(Dataset items)
------------------------------

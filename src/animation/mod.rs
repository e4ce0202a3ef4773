pub mod clock;
pub mod config;
pub mod curve_set;
pub mod driver;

------------------------------

• **Exercise requirements**: The records shown above must be returned in full, exactly as written.

• **Completed exercise**:
filename src/animation/mod.rs
repository e4ce0202a3ef4773
pub mod clock;
pub mod config;
pub mod curve_set;
pub mod driver;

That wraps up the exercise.